Margaret Atwood in the NY Times on the frayed moral fabric underlying the debt crisis. Trust is earned, easily betrayed, and hard to restore. Debtors and creditors, rating agencies and regulators, advocates for the poor and politicians all gamed each other. Now we find that no one wants to play. Perhaps the banks don't lend to other banks because they know that the counter-party is no better than they are. Small exchanges, gifts and courtesies, and kindnesses and conversation among friends, these are the fabric of family, civil society, and even of trade. (My thoughts, provoked by Atwood's reflections.)
Dr. Trexler, JD has written the most philosophically profound piece I have seen on social ventures. He is well educated in many strands in our traditions, including comix, classics, law, philosophy, rhetoric, theology, and business. His analysis is deep and for me inspiring. He sees in social ventures, as in a university or church, a yearning (half articulate and embedded in confusion and delusion) towards what a city was to Aristotle, a form that reaches beyond individual interests to the good life in community with others. If you are seriously using a term like "social venture," or "double bottom line business," you really should read and reflect on Jeff's essay. Were there any justice in the world, Jeff would be heading up the Skoll Center at Oxford just long enough to shut it down, and turn it into a proper monastary, in the style of the true Oxford Colleges. I will be rereading Jeff's essay slowly, pen in hand, to underline, circle, and annotate the margins. I can imagine a test question that goes:
Which of the following titles for Dr. Trexler's essay might fit?

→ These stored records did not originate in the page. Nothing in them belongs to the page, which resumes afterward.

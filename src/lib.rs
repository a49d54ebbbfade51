pub mod config;
pub mod counter;
pub mod geoip;
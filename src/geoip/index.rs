//! In-memory range index
//!
//! Built once from a range table, then shared read-only (typically behind an
//! `Arc`) and queried by binary search. Answers always match a streaming
//! scan of the same records in the same order: overlapping tables are
//! flattened into disjoint segments where the earlier row wins.

use std::cmp::Reverse;
use std::collections::BinaryHeap;
use std::path::Path;
use tracing::{debug, info, warn};

use crate::geoip::classifier::country_or_unknown;
use crate::geoip::error::GeoIpResult;
use crate::geoip::key::{normalize, AddressKey};
use crate::geoip::range::RangeRecord;
use crate::geoip::reader::RangeTableReader;
use crate::geoip::UNKNOWN_COUNTRY;

/// Immutable, sorted, non-overlapping range table
#[derive(Debug, Clone, Default)]
pub struct RangeIndex {
    records: Vec<RangeRecord>,
    overlaps: usize,
}

impl RangeIndex {
    /// Build an index from records in scan order
    ///
    /// Records are sorted by low bound. If any range starts inside an earlier
    /// one, the table is flattened so that each address resolves to the
    /// first record in input order that contains it.
    pub fn build<I>(records: I) -> Self
    where
        I: IntoIterator<Item = RangeRecord>,
    {
        let mut records: Vec<RangeRecord> = records.into_iter().collect();
        let mut by_low: Vec<usize> = (0..records.len()).collect();
        by_low.sort_by_key(|&i| records[i].low);

        let mut overlaps = 0;
        let mut max_high: Option<AddressKey> = None;
        for &i in &by_low {
            if max_high.is_some_and(|high| records[i].low <= high) {
                overlaps += 1;
            }
            max_high = max_high.max(Some(records[i].high));
        }

        if overlaps > 0 {
            warn!(
                overlaps,
                "range table has overlapping ranges; flattening so earlier rows take precedence"
            );
            records = flatten(&records, &by_low);
        } else {
            records.sort_by_key(|record| record.low);
        }

        Self { records, overlaps }
    }

    /// Read a whole range table file and index it
    ///
    /// # Errors
    /// Returns [`GeoIpError::SourceUnavailable`](crate::geoip::GeoIpError::SourceUnavailable)
    /// when the file cannot be opened.
    pub fn load<P: AsRef<Path>>(path: P) -> GeoIpResult<Self> {
        let path = path.as_ref();
        let mut reader = RangeTableReader::open(path)?;
        let index = Self::build(reader.by_ref());

        info!(
            path = %path.display(),
            ranges = index.len(),
            skipped = reader.skipped(),
            "loaded range table"
        );

        Ok(index)
    }

    /// Number of indexed segments; differs from the row count once flattened
    pub fn len(&self) -> usize {
        self.records.len()
    }

    pub fn is_empty(&self) -> bool {
        self.records.is_empty()
    }

    /// Number of records that start inside an earlier (lower) range
    pub fn overlaps(&self) -> usize {
        self.overlaps
    }

    /// Find the range containing `key`
    pub fn lookup(&self, key: &AddressKey) -> Option<&RangeRecord> {
        let idx = self.records.partition_point(|record| record.low <= *key);
        if idx == 0 {
            return None;
        }

        let candidate = &self.records[idx - 1];
        candidate.contains(key).then_some(candidate)
    }

    /// Country code for `key`, or the unknown code
    pub fn classify(&self, key: &AddressKey) -> &str {
        self.lookup(key)
            .map(|record| country_or_unknown(&record.country_code))
            .unwrap_or(UNKNOWN_COUNTRY)
    }

    /// Country code for a textual address, or the unknown code
    pub fn classify_str(&self, address: &str) -> &str {
        match normalize(address) {
            Ok(key) => self.classify(&key),
            Err(e) => {
                debug!(error = %e, "address not classifiable");
                UNKNOWN_COUNTRY
            }
        }
    }
}

/// Split overlapping records into disjoint segments
///
/// Every low bound and every `high + 1` starts a segment. Within a segment
/// the set of covering records is constant, and the one with the smallest
/// input position wins. Adjacent segments won by the same record are merged.
fn flatten(records: &[RangeRecord], by_low: &[usize]) -> Vec<RangeRecord> {
    let mut boundaries: Vec<u128> = records
        .iter()
        .flat_map(|r| {
            let start = r.low.as_u128();
            let after = r.high.as_u128().checked_add(1);
            std::iter::once(start).chain(after)
        })
        .collect();
    boundaries.sort_unstable();
    boundaries.dedup();

    // Active records as (input position, high), smallest position on top
    let mut active: BinaryHeap<Reverse<(usize, u128)>> = BinaryHeap::new();
    let mut next = 0;
    let mut segments: Vec<(usize, u128, u128)> = Vec::new();

    for (j, &start) in boundaries.iter().enumerate() {
        while next < by_low.len() && records[by_low[next]].low.as_u128() <= start {
            let i = by_low[next];
            active.push(Reverse((i, records[i].high.as_u128())));
            next += 1;
        }
        while active.peek().is_some_and(|Reverse((_, high))| *high < start) {
            active.pop();
        }

        let Some(&Reverse((winner, _))) = active.peek() else {
            continue;
        };
        let end = boundaries
            .get(j + 1)
            .map(|b| b - 1)
            .unwrap_or(u128::MAX);

        let extends = matches!(
            segments.last(),
            Some(&(prev, _, prev_end)) if prev == winner && prev_end.checked_add(1) == Some(start)
        );
        if extends {
            if let Some(last) = segments.last_mut() {
                last.2 = end;
            }
        } else {
            segments.push((winner, start, end));
        }
    }

    segments
        .into_iter()
        .map(|(i, low, high)| RangeRecord {
            low: AddressKey::from_u128(low),
            high: AddressKey::from_u128(high),
            country_code: records[i].country_code.clone(),
        })
        .collect()
}

#[cfg(test)]
mod tests {
    use super::*;
    use crate::geoip::classifier::classify;
    use crate::geoip::range::parse_record;

    fn index(rows: &[[&str; 3]]) -> RangeIndex {
        RangeIndex::build(rows.iter().map(|row| parse_record(&row[..]).unwrap()))
    }

    #[test]
    fn test_lookup_sorted_table() {
        let idx = index(&[
            ["1.0.0.0", "1.0.0.255", "AU"],
            ["1.0.1.0", "1.0.3.255", "CN"],
            ["1.0.8.0", "1.0.15.255", "CN"],
            ["2001:200::", "2001:200:ffff:ffff:ffff:ffff:ffff:ffff", "JP"],
        ]);

        assert_eq!(idx.len(), 4);
        assert_eq!(idx.overlaps(), 0);
        assert_eq!(idx.classify_str("1.0.0.128"), "AU");
        assert_eq!(idx.classify_str("1.0.2.1"), "CN");
        assert_eq!(idx.classify_str("1.0.4.0"), "ZZ");
        assert_eq!(idx.classify_str("0.255.255.255"), "ZZ");
        assert_eq!(idx.classify_str("2001:200::1"), "JP");
        assert_eq!(idx.classify_str("2001:201::"), "ZZ");
        assert_eq!(idx.classify_str("not-an-ip"), "ZZ");
    }

    #[test]
    fn test_build_sorts_input() {
        let idx = index(&[
            ["1.0.8.0", "1.0.15.255", "CN"],
            ["1.0.0.0", "1.0.0.255", "AU"],
        ]);
        assert_eq!(idx.classify_str("1.0.0.1"), "AU");
        assert_eq!(idx.classify_str("1.0.9.1"), "CN");
    }

    #[test]
    fn test_overlaps_are_counted() {
        let idx = index(&[
            ["10.0.0.0", "10.255.255.255", "US"],
            ["10.1.0.0", "10.1.255.255", "CA"],
        ]);
        assert_eq!(idx.overlaps(), 1);
    }

    #[test]
    fn test_overlaps_count_every_nested_range() {
        let idx = index(&[
            ["10.0.0.0", "10.255.255.255", "US"],
            ["10.1.0.0", "10.1.0.255", "CA"],
            ["10.2.0.0", "10.2.0.255", "MX"],
            ["10.3.0.0", "10.3.0.255", "BR"],
        ]);
        assert_eq!(idx.overlaps(), 3);
    }

    #[test]
    fn test_nested_ranges_match_file_order_scan() {
        let rows = [
            ["10.0.0.0", "10.255.255.255", "US"],
            ["10.1.0.0", "10.1.255.255", "CA"],
        ];
        let records: Vec<RangeRecord> = rows.iter().map(|r| parse_record(&r[..]).unwrap()).collect();
        let idx = RangeIndex::build(records.clone());

        for address in ["10.0.0.1", "10.1.0.0", "10.1.2.3", "10.2.0.0", "10.255.255.255", "11.0.0.0"] {
            let key = normalize(address).unwrap();
            assert_eq!(idx.classify(&key), classify(&key, records.clone()), "{address}");
        }
        assert_eq!(idx.classify_str("10.2.0.0"), "US");
        assert_eq!(idx.classify_str("10.1.2.3"), "US");
    }

    #[test]
    fn test_unsorted_overlaps_earlier_row_wins() {
        let rows = [
            ["10.1.0.0", "10.1.255.255", "CA"],
            ["10.0.0.0", "10.255.255.255", "US"],
            ["10.0.128.0", "10.3.0.0", "MX"],
            ["9.0.0.0", "10.0.0.0", "BR"],
        ];
        let records: Vec<RangeRecord> = rows.iter().map(|r| parse_record(&r[..]).unwrap()).collect();
        let idx = RangeIndex::build(records.clone());

        assert_eq!(idx.classify_str("10.1.2.3"), "CA");
        assert_eq!(idx.classify_str("10.2.0.0"), "US");
        assert_eq!(idx.classify_str("10.0.0.0"), "US");
        assert_eq!(idx.classify_str("9.255.255.255"), "BR");

        for address in [
            "8.255.255.255", "9.0.0.0", "10.0.0.0", "10.0.127.255", "10.0.128.0", "10.0.255.255",
            "10.1.0.0", "10.1.255.255", "10.2.0.0", "10.3.0.0", "10.3.0.1", "10.255.255.255",
            "11.0.0.0",
        ] {
            let key = normalize(address).unwrap();
            assert_eq!(idx.classify(&key), classify(&key, records.clone()), "{address}");
        }
    }

    #[test]
    fn test_overlap_reaching_top_of_key_space() {
        let records = vec![
            RangeRecord {
                low: AddressKey::from_u128(u128::MAX - 10),
                high: AddressKey::MAX,
                country_code: "AA".to_string(),
            },
            RangeRecord {
                low: AddressKey::from_u128(u128::MAX - 20),
                high: AddressKey::MAX,
                country_code: "BB".to_string(),
            },
        ];
        let idx = RangeIndex::build(records);
        assert_eq!(idx.classify(&AddressKey::MAX), "AA");
        assert_eq!(idx.classify(&AddressKey::from_u128(u128::MAX - 15)), "BB");
        assert_eq!(idx.classify(&AddressKey::from_u128(u128::MAX - 21)), "ZZ");
    }

    #[test]
    fn test_unparseable_address_matches_scan() {
        let rows = [["1.0.0.0", "1.0.0.255", "AU"]];
        let records: Vec<RangeRecord> = rows.iter().map(|r| parse_record(&r[..]).unwrap()).collect();
        let idx = RangeIndex::build(records.clone());

        for address in ["", "not-an-ip", " 1.0.0.1", "1.0.0", "2001:db8:::1"] {
            assert_eq!(
                idx.classify_str(address),
                crate::geoip::classifier::classify_str(address, records.clone()),
                "{address:?}"
            );
            assert_eq!(idx.classify_str(address), "ZZ");
        }
    }

    #[test]
    fn test_empty_index() {
        let idx = RangeIndex::default();
        assert!(idx.is_empty());
        assert!(idx.lookup(&AddressKey::MAX).is_none());
        assert_eq!(idx.classify(&AddressKey::MIN), "ZZ");
    }
}
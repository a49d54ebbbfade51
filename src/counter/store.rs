//! File-backed visit counter
//!
//! The counter lives in a single JSON file that is rewritten in full on each
//! visit. Writes go to a sibling `.tmp` file first and are renamed into place.
//! Concurrent writers are not coordinated; the last rename wins.

use anyhow::{Context, Result};
use std::ffi::OsString;
use std::path::{Path, PathBuf};
use tracing::{debug, warn};

use crate::counter::models::{VisitCounts, VisitOutcome};

pub struct CounterStore {
    path: PathBuf,
}

impl CounterStore {
    pub fn new<P: Into<PathBuf>>(path: P) -> Self {
        Self { path: path.into() }
    }

    pub fn path(&self) -> &Path {
        &self.path
    }

    fn tmp_path(&self) -> PathBuf {
        let mut name = OsString::from(self.path.as_os_str());
        name.push(".tmp");
        PathBuf::from(name)
    }

    /// Load current counts; a missing or unreadable file counts as empty
    pub async fn load(&self) -> VisitCounts {
        let raw = match tokio::fs::read_to_string(&self.path).await {
            Ok(raw) => raw,
            Err(e) => {
                debug!(path = %self.path.display(), error = %e, "counter file not readable, starting empty");
                return VisitCounts::default();
            }
        };

        match serde_json::from_str(&raw) {
            Ok(value) => VisitCounts::from_json(value),
            Err(e) => {
                warn!(path = %self.path.display(), error = %e, "counter file is not valid JSON, starting empty");
                VisitCounts::default()
            }
        }
    }

    /// Stamp and atomically replace the counter file
    pub async fn save(&self, counts: &mut VisitCounts) -> Result<()> {
        counts.last_updated = Some(chrono::Utc::now().to_rfc3339());

        let body = serde_json::to_string_pretty(counts).context("Failed to serialize counts")?;
        let tmp = self.tmp_path();

        tokio::fs::write(&tmp, body)
            .await
            .with_context(|| format!("Failed to write {}", tmp.display()))?;
        tokio::fs::rename(&tmp, &self.path)
            .await
            .with_context(|| format!("Failed to replace {}", self.path.display()))?;

        Ok(())
    }

    /// Count one visit for `country` and persist it
    pub async fn record(&self, country: &str) -> Result<VisitOutcome> {
        let mut counts = self.load().await;
        let total = counts.bump(country);
        self.save(&mut counts).await?;

        Ok(VisitOutcome {
            country: country.to_string(),
            total,
        })
    }
}
//! Streaming reader for CSV range tables
//!
//! Rows are parsed one at a time so that large tables never need to be held
//! in memory. Bad rows are skipped; only failing to open the source is an
//! error.

use csv::{ReaderBuilder, StringRecord};
use std::fs::File;
use std::io::{BufReader, Read};
use std::path::Path;
use tracing::{debug, warn};

use crate::geoip::error::{GeoIpError, GeoIpResult};
use crate::geoip::range::{parse_record, RangeRecord};

/// Lazy sequence of [`RangeRecord`]s read from a delimited source
pub struct RangeTableReader<R> {
    csv: csv::Reader<R>,
    row: StringRecord,
    skipped: u64,
    finished: bool,
}

impl RangeTableReader<BufReader<File>> {
    /// Open a range table file
    ///
    /// # Errors
    /// Returns [`GeoIpError::SourceUnavailable`] when the file is missing or
    /// cannot be opened.
    pub fn open<P: AsRef<Path>>(path: P) -> GeoIpResult<Self> {
        let path = path.as_ref();
        let file = File::open(path).map_err(|source| GeoIpError::SourceUnavailable {
            path: path.to_path_buf(),
            source,
        })?;
        Ok(Self::from_reader(BufReader::new(file)))
    }
}

impl<R: Read> RangeTableReader<R> {
    pub fn from_reader(reader: R) -> Self {
        let csv = ReaderBuilder::new()
            .has_headers(false)
            .flexible(true)
            .from_reader(reader);

        Self {
            csv,
            row: StringRecord::new(),
            skipped: 0,
            finished: false,
        }
    }

    /// Number of rows skipped so far as malformed
    pub fn skipped(&self) -> u64 {
        self.skipped
    }

    fn current_line(&self) -> u64 {
        self.row.position().map(|p| p.line()).unwrap_or(0)
    }
}

impl<R: Read> Iterator for RangeTableReader<R> {
    type Item = RangeRecord;

    fn next(&mut self) -> Option<RangeRecord> {
        while !self.finished {
            match self.csv.read_record(&mut self.row) {
                Ok(false) => self.finished = true,
                Ok(true) => {
                    let fields: Vec<&str> = self.row.iter().collect();
                    match parse_record(&fields[..]) {
                        Ok(record) => return Some(record),
                        Err(e) => {
                            self.skipped += 1;
                            debug!(line = self.current_line(), error = %e, "skipping range row");
                        }
                    }
                }
                Err(e) if e.is_io_error() => {
                    warn!(error = %e, "range table read failed, ending scan early");
                    self.finished = true;
                }
                Err(e) => {
                    self.skipped += 1;
                    debug!(error = %e, "skipping undecodable range row");
                }
            }
        }
        None
    }
}
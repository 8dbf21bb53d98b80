//! K 折交叉验证划分.

use crate::{Dataset, Error, Result, Subset};
use rand::rngs::StdRng;
use rand::seq::SliceRandom;
use rand::SeedableRng;

/// K 折划分器.
///
/// `0..n` 先 (可选地) 以 `seed` 打乱, 再顺序切成 `n_splits` 段, 每段依次作为验证集.
/// 前 `n % n_splits` 段比其余段多一个元素.
#[derive(Copy, Clone, Debug, Eq, PartialEq)]
pub struct KFold {
    /// 折数, 至少为 2.
    pub n_splits: usize,

    /// 切分前是否打乱.
    pub shuffle: bool,

    /// 打乱时使用的随机种子.
    pub seed: u64,
}

impl Default for KFold {
    /// 5 折, 不打乱.
    fn default() -> Self {
        Self {
            n_splits: 5,
            shuffle: false,
            seed: 0,
        }
    }
}

/// 一折: 训练索引与验证索引.
#[derive(Clone, Debug, Eq, PartialEq)]
pub struct Fold {
    /// 训练集索引, 升序.
    pub train: Vec<usize>,

    /// 验证集索引.
    pub val: Vec<usize>,
}

impl Fold {
    /// 在 `dataset` 上构造 (训练, 验证) 子集.
    pub fn subsets<'a>(&self, dataset: &'a Dataset) -> Result<(Subset<'a>, Subset<'a>)> {
        Ok((
            dataset.subset(self.train.clone())?,
            dataset.subset(self.val.clone())?,
        ))
    }
}

impl KFold {
    /// `n_splits` 折, 以 `seed` 打乱.
    #[inline]
    pub fn shuffled(n_splits: usize, seed: u64) -> Self {
        Self {
            n_splits,
            shuffle: true,
            seed,
        }
    }

    /// 划分 `0..n`.
    ///
    /// 所有验证集互不相交且覆盖 `0..n`; 每折中训练集与验证集互补.
    /// `n_splits < 2` 或 `n_splits > n` 时返回 `Error::InvalidArgument`.
    pub fn split(&self, n: usize) -> Result<Vec<Fold>> {
        if self.n_splits < 2 {
            return Err(Error::InvalidArgument(format!(
                "折数至少为 2, 但得到 {}",
                self.n_splits
            )));
        }
        if self.n_splits > n {
            return Err(Error::InvalidArgument(format!(
                "折数 {} 超过了样本数 {n}",
                self.n_splits
            )));
        }

        let mut order: Vec<usize> = (0..n).collect();
        if self.shuffle {
            order.shuffle(&mut StdRng::seed_from_u64(self.seed));
        }

        let (base, extra) = (n / self.n_splits, n % self.n_splits);
        let mut start = 0;
        let mut folds = Vec::with_capacity(self.n_splits);
        for k in 0..self.n_splits {
            let len = base + usize::from(k < extra);
            let val = order[start..start + len].to_vec();
            let mut in_val = vec![false; n];
            val.iter().for_each(|&i| in_val[i] = true);
            let train = (0..n).filter(|&i| !in_val[i]).collect();
            folds.push(Fold { train, val });
            start += len;
        }
        Ok(folds)
    }

    /// 在 `dataset` 上划分.
    #[inline]
    pub fn split_dataset(&self, dataset: &Dataset) -> Result<Vec<Fold>> {
        self.split(dataset.len())
    }
}

/// 增量平均值: `avg += (x - avg) / (k + 1)`. 用于汇总各折的指标.
#[derive(Copy, Clone, Debug, Default, PartialEq)]
pub struct RunningMean {
    count: usize,
    mean: f64,
}

impl RunningMean {
    /// 加入一个观测值.
    #[inline]
    pub fn push(&mut self, x: f64) {
        self.count += 1;
        self.mean += (x - self.mean) / self.count as f64;
    }

    /// 当前均值. 没有观测值时为 `None`.
    #[inline]
    pub fn mean(&self) -> Option<f64> {
        (self.count > 0).then_some(self.mean)
    }

    /// 观测值个数.
    #[inline]
    pub fn count(&self) -> usize {
        self.count
    }
}

impl Extend<f64> for RunningMean {
    fn extend<T: IntoIterator<Item = f64>>(&mut self, iter: T) {
        iter.into_iter().for_each(|x| self.push(x));
    }
}

#[cfg(test)]
mod tests {
    use super::*;
    use crate::{LabelIndex, Sample, Split};
    use std::sync::Arc;

    fn check_partition(folds: &[Fold], n: usize) {
        let mut seen = vec![0usize; n];
        for f in folds {
            assert_eq!(f.train.len() + f.val.len(), n);
            assert!(f.train.windows(2).all(|w| w[0] < w[1]));
            for &i in &f.val {
                seen[i] += 1;
                assert!(!f.train.contains(&i));
            }
        }
        assert!(seen.iter().all(|&c| c == 1));

        let sizes: Vec<usize> = folds.iter().map(|f| f.val.len()).collect();
        let (min, max) = (sizes.iter().min().unwrap(), sizes.iter().max().unwrap());
        assert!(max - min <= 1);
        // 大的折在前.
        assert!(sizes.windows(2).all(|w| w[0] >= w[1]));
    }

    #[test]
    fn test_folds_partition_indices() {
        for (n, k) in [(10, 5), (11, 3), (7, 7), (100, 10), (13, 2)] {
            let plain = KFold {
                n_splits: k,
                ..Default::default()
            }
            .split(n)
            .unwrap();
            assert_eq!(plain.len(), k);
            check_partition(&plain, n);

            let shuffled = KFold::shuffled(k, 42).split(n).unwrap();
            check_partition(&shuffled, n);
        }
    }

    #[test]
    fn test_unshuffled_folds_are_contiguous() {
        let folds = KFold {
            n_splits: 3,
            ..Default::default()
        }
        .split(7)
        .unwrap();
        assert_eq!(folds[0].val, vec![0, 1, 2]);
        assert_eq!(folds[1].val, vec![3, 4]);
        assert_eq!(folds[2].val, vec![5, 6]);
        assert_eq!(folds[2].train, vec![0, 1, 2, 3, 4]);
    }

    #[test]
    fn test_shuffle_is_seeded() {
        let a = KFold::shuffled(4, 7).split(40).unwrap();
        let b = KFold::shuffled(4, 7).split(40).unwrap();
        assert_eq!(a, b);
    }

    #[test]
    fn test_invalid_fold_count() {
        assert!(matches!(
            KFold::shuffled(1, 0).split(10),
            Err(Error::InvalidArgument(_))
        ));
        assert!(matches!(
            KFold::shuffled(11, 0).split(10),
            Err(Error::InvalidArgument(_))
        ));
    }

    #[test]
    fn test_fold_subsets() {
        let samples = (0..6)
            .map(|i| Sample::classification(format!("{i}.png"), i % 2))
            .collect();
        let labels = Arc::new(LabelIndex::from_names(["a", "b"]));
        let ds = Dataset::from_samples(Split::Train, samples, Some(labels));

        for fold in KFold::shuffled(3, 1).split_dataset(&ds).unwrap() {
            let (train, val) = fold.subsets(&ds).unwrap();
            assert_eq!(train.len(), 4);
            assert_eq!(val.len(), 2);
            assert_eq!(val.indices(), fold.val.as_slice());
        }
    }

    #[test]
    fn test_running_mean() {
        let mut m = RunningMean::default();
        assert_eq!(m.mean(), None);
        m.extend([0.5, 0.7, 0.9]);
        assert_eq!(m.count(), 3);
        assert!((m.mean().unwrap() - 0.7).abs() < 1e-12);
    }
}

- Is Social Enterprise Sustainable? (actual title)
- Is the Buzz Word "Social Enterprise" Sustainable?
- Is Social Enterprise Risible or a Serious Business, or Both?
- Is Social Enterprise Logically Coherent? (If Incoherent, is this a Defect or a Feature?)
- Is Social Enterprise, like Flesh and Spirit, a Vital Paradox?
- Is Socially Responsible Business A Fool's Errand, or the Preferred Refuge of Knaves?
- Is Socially Responsible Business Poetry by Another Name?
- Is Socially Responsible Business the Work of the Holy Spirit, or The Devil's Playground?
For Extra Credit
Name Three Socially Responsible Businesses (ok if they are rinky dink hobby businesses, so long as they are virtuous and profitable). Compare and contrast from the standpoint of profit and philanthropy with three socially irresponsible Fortune 100 businesses. Give Special attention to the funders of this university and/or our endowment. (Answer to be read aloud by the supplicating Student for the BS in Venture Philanthropy. Wear Cap and Gown, or Cap and Bells, over sub fusc. Asses' ears are optional.)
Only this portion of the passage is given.